Kalau kerjasama itu karena jaringan prasarana regional, atau alam (DAS), juga tidak apa toh. Karena ada ikatan masalah bersama, mengatasi masalah transportasi, atau kerjasama komplementer hulu (konservasi), hilir (memanfaatkan), bagaimana kompensasi bagi yang konservasi, perlu dibahas dalam kerjasama. Juga kerjasama soal angkutan umum, sanitasi, persampahan, air bersih.
"Cinta" dalam KAD mungkin tak harus "suci dan murni", namanya antar kepentingan, yang penting masing-masing merasa ada timbal balik.
Kembali ke inisiator, sebetulnya "dijodohkan" juga tak apa,asal kepentingan "antar dan masing2 daerah" yang jadi sasaran, bukan kepentingan "mak jomblang" yang ditonjolkan, kepentingan tiap daerah justru dikesampingkan.

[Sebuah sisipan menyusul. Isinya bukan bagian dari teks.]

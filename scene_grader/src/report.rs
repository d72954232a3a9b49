//! Everything the operator reads on the terminal while a submission is processed.

use colored::Colorize;
use std::io::{self, Write};

use crate::discovery::TestScene;
use crate::grader::executor::SceneOutcome;
use crate::grader::score::Score;

/// Width of the result table; scene names are padded up to it.
pub const MAIN_WIDTH: usize = 72;

pub fn print_header<W: Write>(out: &mut W) -> io::Result<()> {
    writeln!(out)?;
    writeln!(out, "{}", "=".repeat(MAIN_WIDTH))?;
    writeln!(out, "  Test Results:")?;
    writeln!(out, "{}", "=".repeat(MAIN_WIDTH))?;
    writeln!(out)
}

pub fn print_test<W: Write>(out: &mut W, scene: &TestScene) -> io::Result<()> {
    let name = scene.short_name();
    let padding = MAIN_WIDTH.saturating_sub(name.len() + 10);
    write!(out, "    {}{}", name.blue(), " ".repeat(padding))?;
    out.flush()
}

pub fn print_outcome<W: Write>(out: &mut W, outcome: &SceneOutcome) -> io::Result<()> {
    match outcome {
        SceneOutcome::Passed => writeln!(out, "{}", "[ OK ]".green().bold()),
        SceneOutcome::Failed => writeln!(out, "{}", "[FAIL]".red().bold()),
        SceneOutcome::Indeterminate(reason) => {
            writeln!(out, "{}", "[N/A ]".bold())?;
            writeln!(out, "{reason}")
        }
    }
}

fn print_passed<W: Write>(out: &mut W, score: &Score) -> io::Result<()> {
    match score.percentage() {
        Some(percentage) => writeln!(
            out,
            "Passed {} / {} tests for a grade of {}%.",
            score.passed().to_string().green().bold(),
            score.attempted().to_string().bold(),
            format!("{percentage:.1}").blue().bold()
        ),
        None => writeln!(out, "No graded tests were attempted (no grade)."),
    }
}

/// Final tally, followed by the tally of `previous` when the student submitted before.
pub fn print_summary<W: Write>(
    out: &mut W,
    score: &Score,
    previous: Option<&Score>,
) -> io::Result<()> {
    writeln!(out)?;
    writeln!(out, "{}", "=".repeat(MAIN_WIDTH))?;
    writeln!(out)?;
    print_passed(out, score)?;
    if score.indeterminate() > 0 {
        writeln!(
            out,
            "{} test(s) could not be judged and were left out.",
            score.indeterminate()
        )?;
    }
    if let Some(previous) = previous {
        writeln!(out)?;
        writeln!(out, "Compare that to your last submission:")?;
        print_passed(out, previous)?;
    }
    writeln!(out)
}

pub fn fatal_message(msg: &str) -> String {
    format!("{}{} Exiting.", "FATAL ERROR: ".bold(), msg)
        .red()
        .to_string()
}
use std::{io, path::PathBuf};
use thiserror::Error;

/// Everything that can stop a grader command.
///
/// Per-scene problems (a crashing submission, a missing oracle, ...) are not errors: they
/// degrade a single result to indeterminate, see [`crate::grader::executor::SceneOutcome`].
#[derive(Debug, Error)]
pub enum GraderError {
    #[error("database error: {0}")]
    Database(#[from] sea_orm::DbErr),

    #[error("I/O error: {0}")]
    Io(#[from] io::Error),

    #[error("invalid JSON: {0}")]
    Json(#[from] serde_json::Error),

    #[error("could not walk '{path}': {source}")]
    Walk {
        path: PathBuf,
        #[source]
        source: walkdir::Error,
    },

    #[error("input was closed before an answer was given")]
    InputClosed,

    #[error("could not read input: {0}")]
    Prompt(String),

    #[error("Folder '{0}' does not exist.")]
    MissingFolder(PathBuf),

    #[error("Couldn't find '{0}' directory in the top level of the submission folder.")]
    MissingSubfolder(String),

    #[error("Couldn't find assignment starter code at '{0}'.")]
    MissingTemplate(PathBuf),

    #[error("Build directory was not correctly copied into the submission folder.")]
    MissingBuildDirectory,

    #[error("Compilation failed.")]
    BuildFailed,

    #[error("Binary executable wasn't found in '{0}'.")]
    MissingBinary(PathBuf),

    #[error("{0}")]
    CreativeFiles(String),

    #[error("invalid assignment: {0}")]
    InvalidAssignment(String),

    #[error("'{0}' is not a valid date (expected YYYY-MM-DD)")]
    InvalidDate(String),

    #[error("invalid command line '{0}'")]
    InvalidCommand(String),

    #[error("'{0}' is not a valid UNI (letters, digits, '-' and '_' only).")]
    InvalidUni(String),

    #[error("Failed to create new student with UNI {0}.")]
    StudentCreation(String),

    #[error("no assignment named '{0}'")]
    UnknownAssignment(String),
}

impl GraderError {
    /// Whether the error comes from the environment (layout, template, toolchain) rather than
    /// from a bug or an I/O failure inside the grader itself.
    pub fn is_fatal_environment(&self) -> bool {
        matches!(
            self,
            GraderError::MissingFolder(_)
                | GraderError::MissingSubfolder(_)
                | GraderError::MissingTemplate(_)
                | GraderError::MissingBuildDirectory
                | GraderError::BuildFailed
                | GraderError::MissingBinary(_)
                | GraderError::CreativeFiles(_)
                | GraderError::InvalidUni(_)
        )
    }
}

pub type Result<T> = std::result::Result<T, GraderError>;

#[cfg(test)]
mod tests {
    use super::*;

    #[test]
    fn should_classify_environment_errors() {
        assert!(GraderError::BuildFailed.is_fatal_environment());
        assert!(GraderError::MissingSubfolder("Creative".to_string()).is_fatal_environment());
        assert!(!GraderError::InputClosed.is_fatal_environment());
        assert!(!GraderError::Io(io::Error::other("boom")).is_fatal_environment());
    }

    #[test]
    fn should_render_operator_messages() {
        assert_eq!(
            GraderError::MissingTemplate(PathBuf::from("/tmp/t")).to_string(),
            "Couldn't find assignment starter code at '/tmp/t'."
        );
        assert_eq!(GraderError::BuildFailed.to_string(), "Compilation failed.");
    }
}
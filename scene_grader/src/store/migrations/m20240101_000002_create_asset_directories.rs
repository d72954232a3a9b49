use sea_orm_migration::prelude::*;

pub struct Migration;

impl MigrationName for Migration {
    fn name(&self) -> &str {
        "m20240101_000002_create_asset_directories"
    }
}

#[async_trait::async_trait]
impl MigrationTrait for Migration {
    async fn up(&self, manager: &SchemaManager) -> Result<(), DbErr> {
        manager
            .create_table(
                Table::create()
                    .table(Alias::new("assignment_asset_directories"))
                    .if_not_exists()
                    .col(
                        ColumnDef::new(Alias::new("id"))
                            .integer()
                            .not_null()
                            .auto_increment()
                            .primary_key(),
                    )
                    .col(
                        ColumnDef::new(Alias::new("assignment_id"))
                            .integer()
                            .not_null(),
                    )
                    .col(ColumnDef::new(Alias::new("path")).string().not_null())
                    .col(
                        ColumnDef::new(Alias::new("extra_credit"))
                            .boolean()
                            .not_null()
                            .default(false),
                    )
                    .col(
                        ColumnDef::new(Alias::new("graded"))
                            .boolean()
                            .not_null()
                            .default(true),
                    )
                    .col(
                        ColumnDef::new(Alias::new("hidden"))
                            .boolean()
                            .not_null()
                            .default(false),
                    )
                    .foreign_key(
                        ForeignKey::create()
                            .from(
                                Alias::new("assignment_asset_directories"),
                                Alias::new("assignment_id"),
                            )
                            .to(Alias::new("assignments"), Alias::new("id"))
                            .on_delete(ForeignKeyAction::Cascade),
                    )
                    .to_owned(),
            )
            .await
    }

    async fn down(&self, manager: &SchemaManager) -> Result<(), DbErr> {
        manager
            .drop_table(
                Table::drop()
                    .table(Alias::new("assignment_asset_directories"))
                    .to_owned(),
            )
            .await
    }
}
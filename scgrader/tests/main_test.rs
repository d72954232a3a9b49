use assert_cmd::Command;
use std::{fs, path::Path};

const EXECUTABLE_NAME: &str = "scgrader";

fn scgrader(dir: &Path) -> Command {
    let mut cmd = Command::cargo_bin(EXECUTABLE_NAME).unwrap();
    cmd.current_dir(dir)
        .env("NO_COLOR", "1")
        .env("GRADER_DATABASE", dir.join("grader.db"))
        .env("GRADER_SUBMISSIONS_DIR", dir.join("submissions"))
        .env("GRADER_LOG_LEVEL", "off");
    cmd
}

fn stdout_of(assert: assert_cmd::assert::Assert) -> String {
    String::from_utf8(assert.get_output().stdout.clone()).unwrap()
}

#[test]
fn should_describe_subcommands() {
    let dir = tempfile::tempdir().unwrap();
    let help = stdout_of(scgrader(dir.path()).arg("--help").assert().success());
    for sub in ["submit", "define", "list", "grades", "import", "export"] {
        assert!(help.contains(sub), "missing {sub} in\n{help}");
    }
}

#[test]
fn should_export_empty_database() {
    let dir = tempfile::tempdir().unwrap();
    let out = dir.path().join("assignments.json");

    let text = stdout_of(scgrader(dir.path()).arg("export").arg(&out).assert().success());
    assert!(text.starts_with("Exported 0 assignment(s)"));
    assert_eq!(fs::read_to_string(&out).unwrap(), "[]\n");
}

#[test]
fn should_import_then_list_assignments() {
    let dir = tempfile::tempdir().unwrap();
    let file = dir.path().join("in.json");
    fs::write(
        &file,
        r#"[{ "theme": 2, "milestone": 1, "deliverable": 1, "oracle_path": "/o",
  "template_path": "/t", "start_date": "2024-01-01", "due_date": "2024-01-10",
  "asset_directories": [{ "path": "/scenes", "graded": true, "hidden": false }] }]"#,
    )
    .unwrap();

    scgrader(dir.path())
        .arg("import")
        .arg(&file)
        .assert()
        .success()
        .stdout("Imported 1 assignment(s).\n");
    let listing = stdout_of(scgrader(dir.path()).arg("list").assert().success());
    assert!(listing.starts_with("<Assignment t2m1d1"));
    assert!(listing.contains("\t<AssetDirectory '/scenes' Graded>"));
}

#[test]
fn should_fail_on_missing_submission_folder() {
    let dir = tempfile::tempdir().unwrap();
    let text = stdout_of(
        scgrader(dir.path())
            .args(["submit", "does-not-exist", "abc123"])
            .assert()
            .failure(),
    );
    assert!(text.contains("Creating student abc123"));
    assert!(text.contains("FATAL ERROR: Folder 'does-not-exist' does not exist. Exiting."));
}

#[test]
fn should_reject_single_with_theme() {
    let dir = tempfile::tempdir().unwrap();
    scgrader(dir.path())
        .args(["define", "--single", "--theme", "2"])
        .assert()
        .failure();
}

Yang sulit kalau saya amati ialah "keterbukaan" dan "tak ada dusta antara daerah". Ini menyangkut Pemda yg banyak aturannya (dihujani aturan pusat), ewuh-pekewuh soal menyatakan "take n give" (apalagi soal materi) antar daerah. Tidak berani, atau tidak bisa menghitung brp/apa cost, brp/apa benefit masing2 membuat mereka "diam2, menunda" pelaksanaan kerjasama. Ini beda dgn swasta yang krn bisnis lbh mudah pasang "tuntutan dan kontribusi".
Penutup, KAD ini merupakan kajian yang perlu dikembangkan dan dikaji dari berbagai pengalaman sukses/gagal yang ada. Saya setuju dengan pak BSP, spt dalam manajemen umumnya, kerjasama antar SKPD sejenis dengan topik konkrit soal manajemen persampahan, SDA, dst, step-by-step akan lebih efektif, mengingat aktor yang mulai kerjasama biasanya satu profesi, satu bahasa. Daripada mendadak kerjasama multi-sektor antar daerah; karena tidak
konkrit maka topik politis mudah masuk. Antar planner, sanitary engineer, insinyur sipil Kota Abece dgn Kab. Abece bisa lebih mudah kerjasama, daripada KDH-nyan karena hasil pemekaran biasanya menyimpan "ganjalan tertentu."
Juga, mak-comblang ya jadi jomblang saja tak haris tampil sebagai "lembaga
koordinasi" yang menyaingi mereka yang "berpacaran". [Risfan Munir, perencana pengembangan wilayah dan kota]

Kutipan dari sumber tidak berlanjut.